Ma un periodo lungo come quello sessantottardo, che non è ancora finito neppure in Italia, ha ovviamente dato qualcosa che resta. E che non necessariamente è stato inserito nel «Mio '68». Spiace infatti che, fra le proposte avanzate dalla Cineteca per la programmazione di «base», non sia passata (o non sia stata reperibile la copia) dell'Impossibilità di essere normale di Richard Rush (1971): Candice Bergen era bellezza allo stato puro. Altre vittima dell'ignoranza o dell'indisponibilità sono stati La guerra dei bottoni di Yves Robert (1961) e In nome del popolo italiano di Dino Risi (1971), condanna dei magistrati giustizieri.
Se volete un serrato film politico, senza alcun legame col '68, peraltro, c'è Z, l'orgia del potere di Constantin Costa-Gavras (1969), sull'assassinio del deputato comunista Lambrakis nel 1963 (giovedì 25, ore 21).

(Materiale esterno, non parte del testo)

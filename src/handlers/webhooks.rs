use axum::{extract::State, http::HeaderMap, http::StatusCode, response::IntoResponse};
use bytes::Bytes;
use hmac::{Hmac, Mac};
use serde_json::Value;
use sha2::Sha256;
use tracing::{info, warn};

use crate::errors::ServiceError;
use crate::AppState;

type HmacSha256 = Hmac<Sha256>;

/// Webhook delivery from the payment provider. Confirmation runs through
/// the same idempotent path as the success-page callback, so either one
/// may arrive first or twice.
#[utoipa::path(
    post,
    path = "/api/v1/payments/webhook",
    request_body = String,
    responses(
        (status = 200, description = "Webhook accepted"),
        (status = 401, description = "Invalid signature", body = crate::errors::ErrorResponse),
        (status = 400, description = "Invalid payload", body = crate::errors::ErrorResponse),
        (status = 503, description = "Provider unreachable, redeliver later", body = crate::errors::ErrorResponse)
    ),
    tag = "Payments"
)]
pub async fn payment_webhook(
    State(state): State<AppState>,
    headers: HeaderMap,
    body: Bytes,
) -> Result<impl IntoResponse, ServiceError> {
    if let Some(secret) = state.config.payment_webhook_secret.clone() {
        let tolerance = state.config.payment_webhook_tolerance_secs.unwrap_or(300);
        if !verify_signature(&headers, &body, &secret, tolerance) {
            warn!("payment webhook signature verification failed");
            return Err(ServiceError::Unauthorized(
                "invalid webhook signature".to_string(),
            ));
        }
    }

    let json: Value = serde_json::from_slice(&body)
        .map_err(|e| ServiceError::ValidationError(format!("invalid json: {}", e)))?;

    let event_type = json.get("type").and_then(|v| v.as_str()).unwrap_or("");
    match event_type {
        "checkout.session.completed" => {
            let session_id = json
                .pointer("/data/object/id")
                .and_then(|v| v.as_str())
                .ok_or_else(|| {
                    ServiceError::ValidationError("event missing session id".to_string())
                })?;

            let confirmed = state.services.checkout.confirm_session(session_id).await?;
            info!(
                order_id = %confirmed.order.id,
                already_confirmed = confirmed.already_confirmed,
                "webhook confirmed checkout session"
            );
        }
        other => {
            info!("unhandled payment webhook type: {}", other);
        }
    }

    Ok((StatusCode::OK, "ok"))
}

fn verify_signature(headers: &HeaderMap, payload: &Bytes, secret: &str, tolerance_secs: u64) -> bool {
    // Generic HMAC: x-timestamp and x-signature headers
    if let (Some(ts), Some(sig)) = (headers.get("x-timestamp"), headers.get("x-signature")) {
        if let (Ok(ts), Ok(sig)) = (ts.to_str(), sig.to_str()) {
            if let Ok(ts_i) = ts.parse::<i64>() {
                let now = chrono::Utc::now().timestamp();
                if (now - ts_i).unsigned_abs() > tolerance_secs {
                    return false;
                }
            }
            return constant_time_eq(&signed_digest(ts, payload, secret), sig);
        }
    }

    // Stripe-style support: Stripe-Signature with t=, v1=
    if let Some(sig) = headers.get("Stripe-Signature").and_then(|h| h.to_str().ok()) {
        let mut ts = "";
        let mut v1 = "";
        for part in sig.split(',') {
            let mut it = part.split('=');
            match (it.next(), it.next()) {
                (Some("t"), Some(val)) => ts = val,
                (Some("v1"), Some(val)) => v1 = val,
                _ => {}
            }
        }
        if !ts.is_empty() && !v1.is_empty() {
            return constant_time_eq(&signed_digest(ts, payload, secret), v1);
        }
    }

    false
}

fn signed_digest(timestamp: &str, payload: &Bytes, secret: &str) -> String {
    let signed = format!("{}.{}", timestamp, std::str::from_utf8(payload).unwrap_or(""));
    let mut mac = HmacSha256::new_from_slice(secret.as_bytes())
        .expect("HMAC accepts keys of any length");
    mac.update(signed.as_bytes());
    hex::encode(mac.finalize().into_bytes())
}

fn constant_time_eq(a: &str, b: &str) -> bool {
    if a.len() != b.len() {
        return false;
    }
    let mut res = 0u8;
    for (x, y) in a.as_bytes().iter().zip(b.as_bytes()) {
        res |= x ^ y;
    }
    res == 0
}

Se volete un altro film politico che nulla ha a che vedere col '68, c'è anche il meno felice, ma comunque interessante, Bloody Sunday di Paul Greengrass, Orso d'oro al Festival di Berlino, sulla strage compiuta dall'esercito inglese e dalla polizia nell'Ulster del 1972.
Dopo tanta negazione del '68 nell'ambito della stessa rassegna che gli è dedicata, che cosa ne resta? Il suo velleitarismo in Prima della rivoluzione di Bernardo Bertolucci (domenica, ore 21), rilettura risalente al 1964 della Certosa di Parma di Stendhal, adattata agli umori della borghesia di sinistra italiana; la sua tossicodipendenza e la sua inconcludenza in Easy Rider di Dennis Hopper (domenica 21, ore 19); idem, in versione più cerebrale, in Zabriskie Point di Michelangelo Antonioni (sabato 27, ore 21).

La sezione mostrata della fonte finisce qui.